Collected data

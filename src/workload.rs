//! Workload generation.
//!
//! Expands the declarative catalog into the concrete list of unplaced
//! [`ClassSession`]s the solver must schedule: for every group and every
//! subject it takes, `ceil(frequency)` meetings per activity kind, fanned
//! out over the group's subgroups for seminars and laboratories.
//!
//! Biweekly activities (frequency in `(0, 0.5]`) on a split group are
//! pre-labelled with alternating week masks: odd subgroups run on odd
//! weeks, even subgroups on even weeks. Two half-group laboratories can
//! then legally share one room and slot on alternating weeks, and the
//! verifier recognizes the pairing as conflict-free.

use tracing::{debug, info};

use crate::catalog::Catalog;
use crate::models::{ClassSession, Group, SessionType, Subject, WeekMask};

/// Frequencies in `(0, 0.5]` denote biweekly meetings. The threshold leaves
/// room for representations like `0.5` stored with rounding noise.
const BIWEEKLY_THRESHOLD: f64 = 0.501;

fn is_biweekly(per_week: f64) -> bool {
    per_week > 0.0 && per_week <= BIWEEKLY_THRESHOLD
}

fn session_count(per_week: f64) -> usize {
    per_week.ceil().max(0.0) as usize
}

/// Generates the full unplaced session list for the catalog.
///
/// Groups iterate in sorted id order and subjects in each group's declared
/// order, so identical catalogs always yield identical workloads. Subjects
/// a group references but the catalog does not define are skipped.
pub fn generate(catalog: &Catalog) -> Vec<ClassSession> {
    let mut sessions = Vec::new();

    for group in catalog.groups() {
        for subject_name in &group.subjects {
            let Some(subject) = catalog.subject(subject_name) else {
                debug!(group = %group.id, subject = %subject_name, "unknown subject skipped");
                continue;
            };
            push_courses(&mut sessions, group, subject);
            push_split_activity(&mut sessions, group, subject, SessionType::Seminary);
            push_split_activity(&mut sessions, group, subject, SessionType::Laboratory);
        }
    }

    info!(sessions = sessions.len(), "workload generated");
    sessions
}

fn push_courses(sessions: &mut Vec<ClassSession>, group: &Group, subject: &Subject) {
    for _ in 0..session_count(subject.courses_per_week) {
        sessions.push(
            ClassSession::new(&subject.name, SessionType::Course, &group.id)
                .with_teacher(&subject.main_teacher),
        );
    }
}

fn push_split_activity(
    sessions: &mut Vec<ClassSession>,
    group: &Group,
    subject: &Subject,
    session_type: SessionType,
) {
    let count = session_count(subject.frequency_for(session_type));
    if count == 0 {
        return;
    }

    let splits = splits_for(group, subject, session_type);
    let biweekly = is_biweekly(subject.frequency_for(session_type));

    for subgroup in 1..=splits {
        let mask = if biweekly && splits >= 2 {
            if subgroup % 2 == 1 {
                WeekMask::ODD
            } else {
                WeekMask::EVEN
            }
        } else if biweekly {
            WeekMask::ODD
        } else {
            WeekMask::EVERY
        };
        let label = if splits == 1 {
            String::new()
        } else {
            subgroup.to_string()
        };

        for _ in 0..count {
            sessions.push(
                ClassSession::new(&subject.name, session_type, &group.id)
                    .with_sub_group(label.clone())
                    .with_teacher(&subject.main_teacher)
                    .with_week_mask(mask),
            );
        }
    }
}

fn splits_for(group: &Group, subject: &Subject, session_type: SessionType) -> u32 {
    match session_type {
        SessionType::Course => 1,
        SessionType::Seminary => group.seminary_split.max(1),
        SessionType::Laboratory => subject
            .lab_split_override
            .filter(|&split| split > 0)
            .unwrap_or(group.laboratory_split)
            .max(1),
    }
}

▶ **TASK GOAL**: Copy each line of the data that contains the word "alternating".

▶ **RESPONSE**:
//! pre-labelled with alternating week masks: odd subgroups run on odd
//! then legally share one room and slot on alternating weeks, and the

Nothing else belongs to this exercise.